◆ Task directions
Please repeat the data shown below, word for word.

---+---

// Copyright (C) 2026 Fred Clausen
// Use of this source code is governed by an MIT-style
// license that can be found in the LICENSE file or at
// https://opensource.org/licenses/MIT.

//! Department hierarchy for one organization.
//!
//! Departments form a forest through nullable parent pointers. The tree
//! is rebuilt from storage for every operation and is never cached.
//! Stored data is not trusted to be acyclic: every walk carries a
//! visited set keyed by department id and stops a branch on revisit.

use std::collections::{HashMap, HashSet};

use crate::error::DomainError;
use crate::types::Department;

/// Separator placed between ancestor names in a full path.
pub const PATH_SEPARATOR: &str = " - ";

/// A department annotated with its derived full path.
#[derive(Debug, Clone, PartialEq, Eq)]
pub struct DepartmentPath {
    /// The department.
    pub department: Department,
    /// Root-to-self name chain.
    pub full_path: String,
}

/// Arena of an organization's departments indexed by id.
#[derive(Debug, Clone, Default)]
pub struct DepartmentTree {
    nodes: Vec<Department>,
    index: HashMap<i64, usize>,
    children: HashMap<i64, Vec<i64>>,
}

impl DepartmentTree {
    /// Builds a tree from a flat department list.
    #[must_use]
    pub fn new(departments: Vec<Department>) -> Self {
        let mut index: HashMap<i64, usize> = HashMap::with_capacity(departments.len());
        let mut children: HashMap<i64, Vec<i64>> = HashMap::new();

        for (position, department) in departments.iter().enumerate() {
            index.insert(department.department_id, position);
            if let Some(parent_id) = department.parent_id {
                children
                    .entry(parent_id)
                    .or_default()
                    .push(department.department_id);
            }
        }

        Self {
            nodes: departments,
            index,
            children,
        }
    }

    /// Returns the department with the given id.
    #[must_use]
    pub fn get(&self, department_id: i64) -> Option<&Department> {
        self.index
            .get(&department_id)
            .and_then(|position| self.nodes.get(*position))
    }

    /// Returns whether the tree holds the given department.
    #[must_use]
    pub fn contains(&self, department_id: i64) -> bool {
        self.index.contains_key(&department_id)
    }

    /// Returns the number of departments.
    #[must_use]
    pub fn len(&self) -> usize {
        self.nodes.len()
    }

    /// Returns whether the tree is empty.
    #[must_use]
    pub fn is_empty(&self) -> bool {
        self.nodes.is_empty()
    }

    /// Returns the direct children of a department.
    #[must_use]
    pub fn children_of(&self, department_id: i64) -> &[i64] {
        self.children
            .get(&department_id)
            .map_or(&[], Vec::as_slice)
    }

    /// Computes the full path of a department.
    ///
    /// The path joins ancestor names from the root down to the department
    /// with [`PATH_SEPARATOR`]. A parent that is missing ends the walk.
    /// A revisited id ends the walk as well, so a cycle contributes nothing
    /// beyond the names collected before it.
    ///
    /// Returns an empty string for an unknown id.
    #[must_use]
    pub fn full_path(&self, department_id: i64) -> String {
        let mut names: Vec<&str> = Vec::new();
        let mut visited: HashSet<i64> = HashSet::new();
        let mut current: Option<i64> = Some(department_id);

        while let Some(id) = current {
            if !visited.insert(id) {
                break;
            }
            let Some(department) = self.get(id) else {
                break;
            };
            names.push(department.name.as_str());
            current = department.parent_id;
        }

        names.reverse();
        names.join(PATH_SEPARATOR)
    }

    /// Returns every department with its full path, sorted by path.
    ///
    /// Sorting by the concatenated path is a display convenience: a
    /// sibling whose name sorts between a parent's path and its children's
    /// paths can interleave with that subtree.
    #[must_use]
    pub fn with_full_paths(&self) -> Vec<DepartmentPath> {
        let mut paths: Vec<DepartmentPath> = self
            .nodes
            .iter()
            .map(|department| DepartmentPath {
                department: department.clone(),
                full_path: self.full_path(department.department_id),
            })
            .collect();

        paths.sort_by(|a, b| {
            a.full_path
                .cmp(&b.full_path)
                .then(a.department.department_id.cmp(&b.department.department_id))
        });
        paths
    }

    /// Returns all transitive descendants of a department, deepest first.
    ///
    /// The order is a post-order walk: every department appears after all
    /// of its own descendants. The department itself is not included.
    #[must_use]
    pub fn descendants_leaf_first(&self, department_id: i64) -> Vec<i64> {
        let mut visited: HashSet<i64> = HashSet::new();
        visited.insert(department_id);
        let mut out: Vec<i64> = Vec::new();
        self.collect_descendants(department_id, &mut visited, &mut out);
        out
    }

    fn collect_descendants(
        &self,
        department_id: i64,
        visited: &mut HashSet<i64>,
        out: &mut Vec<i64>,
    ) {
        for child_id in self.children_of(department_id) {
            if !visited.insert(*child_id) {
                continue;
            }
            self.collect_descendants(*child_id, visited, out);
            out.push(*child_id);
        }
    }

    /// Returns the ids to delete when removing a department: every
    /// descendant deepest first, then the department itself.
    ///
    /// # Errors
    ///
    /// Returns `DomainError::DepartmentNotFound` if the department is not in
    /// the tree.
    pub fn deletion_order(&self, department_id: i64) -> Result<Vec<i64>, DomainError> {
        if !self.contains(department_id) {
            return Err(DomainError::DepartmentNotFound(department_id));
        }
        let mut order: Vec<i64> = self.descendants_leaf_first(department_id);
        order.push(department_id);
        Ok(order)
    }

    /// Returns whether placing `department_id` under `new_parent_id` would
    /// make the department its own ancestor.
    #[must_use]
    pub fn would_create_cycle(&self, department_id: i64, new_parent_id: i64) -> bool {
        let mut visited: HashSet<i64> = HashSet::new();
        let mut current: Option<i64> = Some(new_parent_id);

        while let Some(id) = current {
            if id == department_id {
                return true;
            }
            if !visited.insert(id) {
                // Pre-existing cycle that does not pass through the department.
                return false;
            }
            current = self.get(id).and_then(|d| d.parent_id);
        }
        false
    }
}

---+---

◆ Answer for this exercise
// Copyright (C) 2026 Fred Clausen
// Use of this source code is governed by an MIT-style
// license that can be found in the LICENSE file or at
// https://opensource.org/licenses/MIT.

//! Department hierarchy for one organization.
//!
//! Departments form a forest through nullable parent pointers. The tree
//! is rebuilt from storage for every operation and is never cached.
//! Stored data is not trusted to be acyclic: every walk carries a
//! visited set keyed by department id and stops a branch on revisit.

use std::collections::{HashMap, HashSet};

use crate::error::DomainError;
use crate::types::Department;

/// Separator placed between ancestor names in a full path.
pub const PATH_SEPARATOR: &str = " - ";

/// A department annotated with its derived full path.
#[derive(Debug, Clone, PartialEq, Eq)]
pub struct DepartmentPath {
    /// The department.
    pub department: Department,
    /// Root-to-self name chain.
    pub full_path: String,
}

/// Arena of an organization's departments indexed by id.
#[derive(Debug, Clone, Default)]
pub struct DepartmentTree {
    nodes: Vec<Department>,
    index: HashMap<i64, usize>,
    children: HashMap<i64, Vec<i64>>,
}

impl DepartmentTree {
    /// Builds a tree from a flat department list.
    #[must_use]
    pub fn new(departments: Vec<Department>) -> Self {
        let mut index: HashMap<i64, usize> = HashMap::with_capacity(departments.len());
        let mut children: HashMap<i64, Vec<i64>> = HashMap::new();

        for (position, department) in departments.iter().enumerate() {
            index.insert(department.department_id, position);
            if let Some(parent_id) = department.parent_id {
                children
                    .entry(parent_id)
                    .or_default()
                    .push(department.department_id);
            }
        }

        Self {
            nodes: departments,
            index,
            children,
        }
    }

    /// Returns the department with the given id.
    #[must_use]
    pub fn get(&self, department_id: i64) -> Option<&Department> {
        self.index
            .get(&department_id)
            .and_then(|position| self.nodes.get(*position))
    }

    /// Returns whether the tree holds the given department.
    #[must_use]
    pub fn contains(&self, department_id: i64) -> bool {
        self.index.contains_key(&department_id)
    }

    /// Returns the number of departments.
    #[must_use]
    pub fn len(&self) -> usize {
        self.nodes.len()
    }

    /// Returns whether the tree is empty.
    #[must_use]
    pub fn is_empty(&self) -> bool {
        self.nodes.is_empty()
    }

    /// Returns the direct children of a department.
    #[must_use]
    pub fn children_of(&self, department_id: i64) -> &[i64] {
        self.children
            .get(&department_id)
            .map_or(&[], Vec::as_slice)
    }

    /// Computes the full path of a department.
    ///
    /// The path joins ancestor names from the root down to the department
    /// with [`PATH_SEPARATOR`]. A parent that is missing ends the walk.
    /// A revisited id ends the walk as well, so a cycle contributes nothing
    /// beyond the names collected before it.
    ///
    /// Returns an empty string for an unknown id.
    #[must_use]
    pub fn full_path(&self, department_id: i64) -> String {
        let mut names: Vec<&str> = Vec::new();
        let mut visited: HashSet<i64> = HashSet::new();
        let mut current: Option<i64> = Some(department_id);

        while let Some(id) = current {
            if !visited.insert(id) {
                break;
            }
            let Some(department) = self.get(id) else {
                break;
            };
            names.push(department.name.as_str());
            current = department.parent_id;
        }

        names.reverse();
        names.join(PATH_SEPARATOR)
    }

    /// Returns every department with its full path, sorted by path.
    ///
    /// Sorting by the concatenated path is a display convenience: a
    /// sibling whose name sorts between a parent's path and its children's
    /// paths can interleave with that subtree.
    #[must_use]
    pub fn with_full_paths(&self) -> Vec<DepartmentPath> {
        let mut paths: Vec<DepartmentPath> = self
            .nodes
            .iter()
            .map(|department| DepartmentPath {
                department: department.clone(),
                full_path: self.full_path(department.department_id),
            })
            .collect();

        paths.sort_by(|a, b| {
            a.full_path
                .cmp(&b.full_path)
                .then(a.department.department_id.cmp(&b.department.department_id))
        });
        paths
    }

    /// Returns all transitive descendants of a department, deepest first.
    ///
    /// The order is a post-order walk: every department appears after all
    /// of its own descendants. The department itself is not included.
    #[must_use]
    pub fn descendants_leaf_first(&self, department_id: i64) -> Vec<i64> {
        let mut visited: HashSet<i64> = HashSet::new();
        visited.insert(department_id);
        let mut out: Vec<i64> = Vec::new();
        self.collect_descendants(department_id, &mut visited, &mut out);
        out
    }

    fn collect_descendants(
        &self,
        department_id: i64,
        visited: &mut HashSet<i64>,
        out: &mut Vec<i64>,
    ) {
        for child_id in self.children_of(department_id) {
            if !visited.insert(*child_id) {
                continue;
            }
            self.collect_descendants(*child_id, visited, out);
            out.push(*child_id);
        }
    }

    /// Returns the ids to delete when removing a department: every
    /// descendant deepest first, then the department itself.
    ///
    /// # Errors
    ///
    /// Returns `DomainError::DepartmentNotFound` if the department is not in
    /// the tree.
    pub fn deletion_order(&self, department_id: i64) -> Result<Vec<i64>, DomainError> {
        if !self.contains(department_id) {
            return Err(DomainError::DepartmentNotFound(department_id));
        }
        let mut order: Vec<i64> = self.descendants_leaf_first(department_id);
        order.push(department_id);
        Ok(order)
    }

    /// Returns whether placing `department_id` under `new_parent_id` would
    /// make the department its own ancestor.
    #[must_use]
    pub fn would_create_cycle(&self, department_id: i64, new_parent_id: i64) -> bool {
        let mut visited: HashSet<i64> = HashSet::new();
        let mut current: Option<i64> = Some(new_parent_id);

        while let Some(id) = current {
            if id == department_id {
                return true;
            }
            if !visited.insert(id) {
                // Pre-existing cycle that does not pass through the department.
                return false;
            }
            current = self.get(id).and_then(|d| d.parent_id);
        }
        false
    }
}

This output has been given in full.